In the physical art market, by contrast, artists' primary sales are normally run by galleries, while auction houses traditionally focus on secondary market sales.
"For me the biggest surprise is that the artists want to work with the auction houses directly. We've always been in the secondary market," said Rebekah Bowling, senior specialist of 20th century and contemporary art at Phillips, another global auction house.
"The traditional structure has been upended," said Bowling, who uses Twitter and Clubhouse to reach artists.
WHY CRYPTO'S RISKY
Yet these newcomers to an untamed metaverse also confront a new sphere of risk, particularly around cryptocurrencies, which crypto-rich buyers often prefer to use to pay for NFTs.
Auction houses can face legal risks in terms of know your customer (KYC) and anti-money-laundering (AML) requirements, said Max Dilendorf, a cryptocurrency lawyer and partner at Dilendorf Law Firm in New York.
"These products could be securities and when a gallery is picking up an artist or product they better do their own due diligence," he said, adding that money laundering via cryptocurrencies was a "known fact."
Sotheby's did not comment on its KYC or AML procedures. Christie's said its KYC and AML standards in NFT sales were the same as those for physical artworks, though declined to go into detail. Phillips said it checked that buyers had sufficient funds in their crypto wallet.
Another issue is that while NFTs are marketed as a way of indisputably recording ownership of a digital asset, problems can still arise.
A Sotheby's NFT sale in June - in which a buyer spent $1.5 million on what was marketed as the first-ever NFT, a simple geometric animation called "Quantum" by Kevin McCoy - was complicated by a claimant emerging saying they owned an earlier, original version of the same NFT, the buyer and claimant told Reuters. They said the dispute over which could truly could be called the first NFT meant the transaction was delayed, and blockchain records show the purchase was not transferred until several weeks after the sale.

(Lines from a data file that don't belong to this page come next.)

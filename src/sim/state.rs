//! Session state and outbound game events
//!
//! `SessionState` is the only mutable game record. The phase state machine
//! owns it exclusively; the presentation layer sees it only through events.

use serde::{Deserialize, Serialize};

use super::keyframe::MotionCurve;
use super::scheduler::Scheduler;

/// Current phase of the fishing loop
#[derive(Debug, Clone, Copy, PartialEq, Eq, Hash, Default, Serialize, Deserialize)]
pub enum Phase {
    /// Line reeled in, waiting for a cast
    #[default]
    Ready,
    /// Cast animation playing
    Casting,
    /// Float settled, waiting for a bite
    Fishing,
    /// Fish is biting, hook now
    Bite,
    /// Hooked
    Hit,
    /// Hooked too early, too late, or on an unbeatable bite
    Miss,
    /// Reserved for equipment failure; never entered by this engine
    Broken,
}

impl Phase {
    pub fn as_str(&self) -> &'static str {
        match self {
            Phase::Ready => "READY",
            Phase::Casting => "CASTING",
            Phase::Fishing => "FISHING",
            Phase::Bite => "BITE",
            Phase::Hit => "HIT",
            Phase::Miss => "MISS",
            Phase::Broken => "BROKEN",
        }
    }

    /// Status line shown to the player
    pub fn message(&self) -> &'static str {
        match self {
            Phase::Ready => "Ready to Cast",
            Phase::Casting => "Casting...",
            Phase::Fishing => "Waiting for bite...",
            Phase::Bite => "BITE! HOOK NOW!",
            Phase::Hit => "Catch Success!",
            Phase::Miss => "Missed...",
            Phase::Broken => "Line broke!",
        }
    }

    /// Whether the primary action casts (as opposed to hooking)
    pub fn is_cast_mode(&self) -> bool {
        matches!(self, Phase::Ready | Phase::Hit | Phase::Miss | Phase::Broken)
    }

    /// Label for the primary action button
    pub fn action_label(&self) -> &'static str {
        if self.is_cast_mode() { "CAST" } else { "HOOK" }
    }
}

/// What the float is visually doing between phase changes
#[derive(Debug, Clone, Copy, PartialEq, Eq, Default, Serialize, Deserialize)]
pub enum VisualState {
    /// Nothing on the water
    #[default]
    Idle,
    /// Playing a motion curve
    Animating(MotionKind),
    /// Settled float, looping idle bob
    Bobbing,
}

/// Which command produced a motion curve
#[derive(Debug, Clone, Copy, PartialEq, Eq, Hash, Serialize, Deserialize)]
pub enum MotionKind {
    CastIn,
    Bite,
    Sink,
}

/// Float and reflection curves for one motion, played together
#[derive(Debug, Clone, PartialEq, Serialize, Deserialize)]
pub struct MotionUpdate {
    /// Reported back through `curve_finished` when playback ends
    pub id: u64,
    pub kind: MotionKind,
    pub float: MotionCurve,
    pub reflection: MotionCurve,
    /// Catalog index for bite motions
    pub pattern_index: Option<usize>,
}

impl MotionUpdate {
    pub fn duration_ms(&self) -> f32 {
        self.float.duration_ms
    }
}

/// Outbound notification for the presentation layer
#[derive(Debug, Clone, PartialEq, Serialize)]
pub enum GameEvent {
    PhaseChanged {
        phase: Phase,
        message: &'static str,
    },
    Motion(MotionUpdate),
}

/// The mutable game session
#[derive(Debug, Clone, Default)]
pub struct SessionState {
    pub phase: Phase,
    /// Clock time the current bite started (ms)
    pub bite_start_ms: Option<u64>,
    /// Catalog index of the biting pattern
    pub active_pattern: Option<usize>,
    /// Pending timers, tagged with the phase they were scheduled under
    pub timers: Scheduler<Phase>,
}

impl SessionState {
    pub fn new() -> Self {
        Self::default()
    }

    /// Forget the current bite
    pub fn clear_bite(&mut self) {
        self.bite_start_ms = None;
        self.active_pattern = None;
    }

    /// Cancel every timer and return to READY
    pub fn reset(&mut self) {
        self.timers.cancel_all();
        self.clear_bite();
        self.phase = Phase::Ready;
    }

    /// Milliseconds since bite onset, if biting
    pub fn bite_elapsed_ms(&self) -> Option<u64> {
        self.bite_start_ms
            .map(|start| self.timers.now_ms().saturating_sub(start))
    }
}

#[cfg(test)]
mod tests {
    use super::*;
    use crate::sim::scheduler::TimerSlot;

    #[test]
    fn test_cast_mode_labels() {
        assert_eq!(Phase::Ready.action_label(), "CAST");
        assert_eq!(Phase::Hit.action_label(), "CAST");
        assert_eq!(Phase::Miss.action_label(), "CAST");
        assert_eq!(Phase::Broken.action_label(), "CAST");
        assert_eq!(Phase::Fishing.action_label(), "HOOK");
        assert_eq!(Phase::Bite.action_label(), "HOOK");
        assert_eq!(Phase::Casting.action_label(), "HOOK");
    }

    #[test]
    fn test_reset_clears_everything() {
        let mut session = SessionState::new();
        session.phase = Phase::Bite;
        session.bite_start_ms = Some(10);
        session.active_pattern = Some(2);
        session.timers.schedule(TimerSlot::AutoMiss, 100, Phase::Bite);

        session.reset();
        assert_eq!(session.phase, Phase::Ready);
        assert_eq!(session.bite_start_ms, None);
        assert_eq!(session.active_pattern, None);
        assert_eq!(session.timers.pending_count(), 0);
    }

    #[test]
    fn test_bite_elapsed() {
        let mut session = SessionState::new();
        assert_eq!(session.bite_elapsed_ms(), None);
        session.timers.advance_clock(1000);
        session.bite_start_ms = Some(400);
        assert_eq!(session.bite_elapsed_ms(), Some(600));
    }
}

Separately, after a Sotheby's auction of an NFT representing the World Wide Web source code, which fetched $5.4 million, observers noticed errors in the included video version of the code.

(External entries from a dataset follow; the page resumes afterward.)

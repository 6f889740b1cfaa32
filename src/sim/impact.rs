//! Decorative water pulses
//!
//! Two streams: the ambient ripple rings that loop forever around the float,
//! and short-lived impact pulses fired on bite onset and hook results. Neither
//! feeds back into the game loop.

use serde::{Deserialize, Serialize};

use super::easing::Easing;
use super::state::{GameEvent, Phase};
use crate::settings::ImpactSettings;

/// Ambient ring loop periods (ms); the second ring starts 1 s late
pub const AMBIENT_RING_PERIODS_MS: [u64; 2] = [3000, 4000];
pub const AMBIENT_RING_DELAYS_MS: [u64; 2] = [0, 1000];

/// One ambient ripple ring at a point in time
#[derive(Debug, Clone, Copy, PartialEq, Serialize, Deserialize)]
pub struct AmbientRing {
    /// 1.0 at spawn, 2.0 fully expanded
    pub scale: f32,
    pub opacity: f32,
}

/// Ambient ripple rings at `now_ms`; the loop never ends
pub fn ambient_rings(now_ms: u64) -> [AmbientRing; 2] {
    [0, 1].map(|i| ambient_ring(now_ms, AMBIENT_RING_PERIODS_MS[i], AMBIENT_RING_DELAYS_MS[i]))
}

fn ambient_ring(now_ms: u64, period_ms: u64, delay_ms: u64) -> AmbientRing {
    if now_ms < delay_ms {
        return AmbientRing {
            scale: 1.0,
            opacity: 0.0,
        };
    }
    let t = ((now_ms - delay_ms) % period_ms) as f32 / period_ms as f32;
    let eased = Easing::EaseOut.apply(t);
    AmbientRing {
        scale: 1.0 + eased,
        opacity: 1.0 - eased,
    }
}

/// Which half of an impact a pulse is
#[derive(Debug, Clone, Copy, PartialEq, Eq, Serialize, Deserialize)]
pub enum PulseKind {
    Primary,
    Secondary,
}

/// A live impact pulse
#[derive(Debug, Clone, PartialEq, Serialize, Deserialize)]
pub struct ImpactInstance {
    pub id: u64,
    pub kind: PulseKind,
    pub created_ms: u64,
    pub expires_ms: u64,
}

impl ImpactInstance {
    /// Fraction of this pulse's visible life that has passed
    pub fn progress(&self, now_ms: u64) -> f32 {
        let life = self.expires_ms.saturating_sub(self.created_ms);
        crate::progress(now_ms.saturating_sub(self.created_ms) as f32, life as f32)
    }
}

#[derive(Debug, Clone)]
struct PendingPulse {
    id: u64,
    due_ms: u64,
    expires_ms: u64,
}

/// Spawns and expires impact pulses
#[derive(Debug, Clone, Default)]
pub struct ImpactEmitter {
    settings: ImpactSettings,
    active: Vec<ImpactInstance>,
    pending: Vec<PendingPulse>,
    next_free_id: u64,
}

impl ImpactEmitter {
    pub fn new(settings: ImpactSettings) -> Self {
        Self {
            settings,
            ..Default::default()
        }
    }

    /// Fire a primary pulse now and a secondary one shortly after
    ///
    /// Ids are the trigger timestamp and timestamp + 1, bumped upward when a
    /// concurrent impact already took them. Returns the primary's id.
    pub fn trigger_impact(&mut self, now_ms: u64) -> u64 {
        let id = now_ms.max(self.next_free_id);
        self.next_free_id = id + 2;
        let expires_ms = now_ms + self.settings.lifetime_ms;

        self.active.push(ImpactInstance {
            id,
            kind: PulseKind::Primary,
            created_ms: now_ms,
            expires_ms,
        });
        self.pending.push(PendingPulse {
            id: id + 1,
            due_ms: now_ms + self.settings.secondary_delay_ms,
            expires_ms,
        });
        log::debug!("Impact #{} triggered at {} ms", id, now_ms);
        id
    }

    /// Spawn due secondary pulses and drop expired ones
    pub fn update(&mut self, now_ms: u64) {
        let (due, waiting): (Vec<_>, Vec<_>) =
            self.pending.drain(..).partition(|p| p.due_ms <= now_ms);
        self.pending = waiting;
        self.active.extend(due.into_iter().map(|p| ImpactInstance {
            id: p.id,
            kind: PulseKind::Secondary,
            created_ms: p.due_ms,
            expires_ms: p.expires_ms,
        }));
        self.active.retain(|i| i.expires_ms > now_ms);
        self.active.sort_by_key(|i| i.id);
    }

    /// React to a state machine signal; bites and hook results splash
    pub fn observe(&mut self, event: &GameEvent, now_ms: u64) -> Option<u64> {
        match event {
            GameEvent::PhaseChanged {
                phase: Phase::Bite | Phase::Hit,
                ..
            } => Some(self.trigger_impact(now_ms)),
            _ => None,
        }
    }

    pub fn active(&self) -> &[ImpactInstance] {
        &self.active
    }

    /// Nothing visible and nothing waiting
    pub fn is_idle(&self) -> bool {
        self.active.is_empty() && self.pending.is_empty()
    }
}

#[cfg(test)]
mod tests {
    use super::*;

    fn ids(emitter: &ImpactEmitter) -> Vec<u64> {
        emitter.active().iter().map(|i| i.id).collect()
    }

    #[test]
    fn test_primary_then_secondary() {
        let mut emitter = ImpactEmitter::default();
        let id = emitter.trigger_impact(10_000);
        assert_eq!(id, 10_000);
        assert_eq!(ids(&emitter), vec![10_000]);

        emitter.update(10_199);
        assert_eq!(ids(&emitter), vec![10_000]);

        emitter.update(10_200);
        assert_eq!(ids(&emitter), vec![10_000, 10_001]);
        assert_eq!(emitter.active()[1].kind, PulseKind::Secondary);
        assert_eq!(emitter.active()[1].created_ms, 10_200);
    }

    #[test]
    fn test_both_expire_after_lifetime() {
        let mut emitter = ImpactEmitter::default();
        emitter.trigger_impact(0);
        emitter.update(1499);
        assert_eq!(emitter.active().len(), 2);
        emitter.update(1500);
        assert!(emitter.active().is_empty());
        assert!(emitter.is_idle());
    }

    #[test]
    fn test_overlapping_impacts_expire_independently() {
        let mut emitter = ImpactEmitter::default();
        emitter.trigger_impact(1000);
        emitter.trigger_impact(1800);
        emitter.update(2000);
        assert_eq!(ids(&emitter), vec![1000, 1001, 1800, 1801]);

        emitter.update(2500);
        assert_eq!(ids(&emitter), vec![1800, 1801]);
        emitter.update(3300);
        assert!(emitter.active().is_empty());
    }

    #[test]
    fn test_same_timestamp_ids_stay_unique() {
        let mut emitter = ImpactEmitter::default();
        let a = emitter.trigger_impact(500);
        let b = emitter.trigger_impact(500);
        assert_eq!(a, 500);
        assert_eq!(b, 502);
        emitter.update(700);
        assert_eq!(ids(&emitter), vec![500, 501, 502, 503]);
    }

    #[test]
    fn test_observe_bite_and_hit() {
        let mut emitter = ImpactEmitter::default();
        let bite = GameEvent::PhaseChanged {
            phase: Phase::Bite,
            message: Phase::Bite.message(),
        };
        let fishing = GameEvent::PhaseChanged {
            phase: Phase::Fishing,
            message: Phase::Fishing.message(),
        };
        assert_eq!(emitter.observe(&bite, 100), Some(100));
        assert_eq!(emitter.observe(&fishing, 200), None);
        assert_eq!(emitter.active().len(), 1);
    }

    #[test]
    fn test_progress() {
        let mut emitter = ImpactEmitter::default();
        emitter.trigger_impact(0);
        let primary = emitter.active()[0].clone();
        assert_eq!(primary.progress(0), 0.0);
        assert!((primary.progress(750) - 0.5).abs() < 1e-6);
        assert_eq!(primary.progress(5000), 1.0);
    }

    #[test]
    fn test_ambient_rings_loop() {
        let start = ambient_rings(0);
        assert_eq!(start[0].scale, 1.0);
        assert_eq!(start[0].opacity, 1.0);
        // Second ring has not started yet
        assert_eq!(start[1].opacity, 0.0);

        // One full period later the first ring restarts
        assert_eq!(ambient_rings(3000)[0], start[0]);
        let mid = ambient_rings(1500)[0];
        assert!(mid.scale > 1.0 && mid.scale < 2.0);
        assert!(ambient_rings(1_000_000)[1].scale >= 1.0);
    }
}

Sotheby's did not respond to a request for comment on either sale.
Pablo Rodriguez-Fraile, a Miami-based collector who buys both NFT and physical art, said the steps that auction houses had taken into the digital sphere had been very positive.
"I think they're normalising the ecosystem, and I think that very soon they'll find the right path," he said.

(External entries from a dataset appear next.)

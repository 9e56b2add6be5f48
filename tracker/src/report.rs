//! # Flush Reports
//!
//! A flush never fails as a whole; individual entries do. Each entry's
//! outcome is captured as a value so callers can log, count, or alert on
//! failures without the dispatcher having to throw anything.

use chrono::{DateTime, Utc};

use crate::error::DispatchError;
use crate::key::{CanonicalKey, LedgerKey};
use crate::wad::SignedWad;

/// How one entry fared.
#[derive(Debug, Clone, PartialEq, Eq)]
pub enum OutcomeStatus {
    /// Action executed and the ledger was debited by the snapshotted amount.
    Dispatched,
    /// Entry left as-is (or, for [`DispatchError::Ledger`], executed but not booked).
    Failed(DispatchError),
}

/// Result of dispatching one ledger entry.
#[derive(Debug, Clone, PartialEq, Eq)]
pub struct EntryOutcome {
    /// Key as stored in the ledger.
    pub key: CanonicalKey,
    /// Decoded pair; `None` if the key itself was corrupted.
    pub target: Option<LedgerKey>,
    /// Amount taken from the snapshot.
    pub amount: SignedWad,
    pub status: OutcomeStatus,
}

impl EntryOutcome {
    pub fn dispatched(key: CanonicalKey, target: LedgerKey, amount: SignedWad) -> Self {
        Self {
            key,
            target: Some(target),
            amount,
            status: OutcomeStatus::Dispatched,
        }
    }

    pub fn failed(
        key: CanonicalKey,
        target: Option<LedgerKey>,
        amount: SignedWad,
        error: DispatchError,
    ) -> Self {
        Self {
            key,
            target,
            amount,
            status: OutcomeStatus::Failed(error),
        }
    }

    pub fn is_dispatched(&self) -> bool {
        matches!(self.status, OutcomeStatus::Dispatched)
    }

    pub fn error(&self) -> Option<&DispatchError> {
        match &self.status {
            OutcomeStatus::Dispatched => None,
            OutcomeStatus::Failed(e) => Some(e),
        }
    }
}

/// Everything one flush cycle did, in dispatch order.
#[derive(Debug, Clone)]
pub struct FlushReport {
    pub started_at: DateTime<Utc>,
    pub finished_at: DateTime<Utc>,
    pub outcomes: Vec<EntryOutcome>,
}

impl FlushReport {
    /// Number of entries dispatched successfully.
    pub fn succeeded(&self) -> usize {
        self.outcomes.iter().filter(|o| o.is_dispatched()).count()
    }

    /// Number of entries that failed.
    pub fn failed(&self) -> usize {
        self.outcomes.len() - self.succeeded()
    }

    /// `true` when every visited entry was dispatched (vacuously for an empty flush).
    pub fn is_clean(&self) -> bool {
        self.failed() == 0
    }

    /// Entries that failed, in dispatch order.
    pub fn failures(&self) -> impl Iterator<Item = &EntryOutcome> {
        self.outcomes.iter().filter(|o| !o.is_dispatched())
    }

    /// Outcome for a specific key, if it was part of this flush.
    pub fn outcome_for(&self, key: &CanonicalKey) -> Option<&EntryOutcome> {
        self.outcomes.iter().find(|o| &o.key == key)
    }

    /// Wall-clock time the flush took.
    pub fn elapsed(&self) -> std::time::Duration {
        (self.finished_at - self.started_at)
            .to_std()
            .unwrap_or_default()
    }
}

#[cfg(test)]
mod tests {
    use super::*;
    use crate::executor::HandlerError;
    use crate::policy::{DispositionPolicy, TokenId};

    fn target() -> LedgerKey {
        LedgerKey::new(DispositionPolicy::exchange(3000), TokenId::new("0xT"))
    }

    #[test]
    fn counts_successes_and_failures() {
        let key = target().encode().unwrap();
        let now = Utc::now();
        let report = FlushReport {
            started_at: now,
            finished_at: now,
            outcomes: vec![
                EntryOutcome::dispatched(key.clone(), target(), SignedWad::from_units(1)),
                EntryOutcome::failed(
                    CanonicalKey::from_raw("bad"),
                    None,
                    SignedWad::from_units(2),
                    DispatchError::Handler(HandlerError::Swap("reverted".into())),
                ),
            ],
        };

        assert_eq!(report.succeeded(), 1);
        assert_eq!(report.failed(), 1);
        assert!(!report.is_clean());
        assert_eq!(report.failures().count(), 1);
        assert!(report.outcome_for(&key).unwrap().is_dispatched());
        assert_eq!(
            report.outcome_for(&CanonicalKey::from_raw("bad")).unwrap().error().map(|e| e.kind()),
            Some("handler")
        );
    }

    #[test]
    fn empty_report_is_clean() {
        let now = Utc::now();
        let report = FlushReport {
            started_at: now,
            finished_at: now,
            outcomes: Vec::new(),
        };
        assert!(report.is_clean());
        assert_eq!(report.elapsed(), std::time::Duration::ZERO);
    }
}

"But the curation challenge and the technology challenge are major ones," he added, referring to auction houses acting as galleries by handling primary sales.
On Tuesday, Christie's will sell a new NFT by Beeple, the artist whose NFT fetched $69 million at Christie's in March. That was the first time a major auction house had sold a piece of art that does not physically exist.
However this time round his work will be sold in physical, as well as NFT, form. At Christie's at least, the real world still holds some appeal.